Description of the task
Reproduce the complete listing without any deviation.

Start of Exercise input

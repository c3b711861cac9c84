//! String extension helpers shared by the schema and serializer modules.

/// Trim-and-clean extension trait.
pub trait StringExt {
    /// Trim and return `None` if the result is empty.
    fn clean(&self) -> Option<String>;

    /// Trim, returning an empty string rather than `None`.
    fn trimmed(&self) -> String;
}

impl StringExt for str {
    #[inline]
    fn clean(&self) -> Option<String> {
        let trimmed = self.trim();
        if trimmed.is_empty() { None } else { Some(trimmed.to_string()) }
    }

    #[inline]
    fn trimmed(&self) -> String {
        self.trim().to_string()
    }
}

impl StringExt for String {
    #[inline]
    fn clean(&self) -> Option<String> {
        self.as_str().clean()
    }

    #[inline]
    fn trimmed(&self) -> String {
        self.as_str().trimmed()
    }
}

impl<T: AsRef<str>> StringExt for Option<T> {
    #[inline]
    fn clean(&self) -> Option<String> {
        self.as_ref().and_then(|s| s.as_ref().clean())
    }

    #[inline]
    fn trimmed(&self) -> String {
        self.as_ref().map(|s| s.as_ref().trim().to_string()).unwrap_or_default()
    }
}

#[cfg(test)]
mod tests {
    use super::*;

    #[test]
    fn str_ext_clean_and_trimmed() {
        assert_eq!("  ".clean(), None);
        assert_eq!("  x  ".clean(), Some("x".to_string()));
        assert_eq!("  x  ".trimmed(), "x".to_string());
    }

    #[test]
    fn option_ext_trimmed_defaults_to_empty() {
        let none: Option<String> = None;
        assert_eq!(none.trimmed(), "");
    }
}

End of Exercise input

Result of the exercise
repository c3b711861cac9c84
//! String extension helpers shared by the schema and serializer modules.

/// Trim-and-clean extension trait.
pub trait StringExt {
    /// Trim and return `None` if the result is empty.
    fn clean(&self) -> Option<String>;

    /// Trim, returning an empty string rather than `None`.
    fn trimmed(&self) -> String;
}

impl StringExt for str {
    #[inline]
    fn clean(&self) -> Option<String> {
        let trimmed = self.trim();
        if trimmed.is_empty() { None } else { Some(trimmed.to_string()) }
    }

    #[inline]
    fn trimmed(&self) -> String {
        self.trim().to_string()
    }
}

impl StringExt for String {
    #[inline]
    fn clean(&self) -> Option<String> {
        self.as_str().clean()
    }

    #[inline]
    fn trimmed(&self) -> String {
        self.as_str().trimmed()
    }
}

impl<T: AsRef<str>> StringExt for Option<T> {
    #[inline]
    fn clean(&self) -> Option<String> {
        self.as_ref().and_then(|s| s.as_ref().clean())
    }

    #[inline]
    fn trimmed(&self) -> String {
        self.as_ref().map(|s| s.as_ref().trim().to_string()).unwrap_or_default()
    }
}

#[cfg(test)]
mod tests {
    use super::*;

    #[test]
    fn str_ext_clean_and_trimmed() {
        assert_eq!("  ".clean(), None);
        assert_eq!("  x  ".clean(), Some("x".to_string()));
        assert_eq!("  x  ".trimmed(), "x".to_string());
    }

    #[test]
    fn option_ext_trimmed_defaults_to_empty() {
        let none: Option<String> = None;
        assert_eq!(none.trimmed(), "");
    }
}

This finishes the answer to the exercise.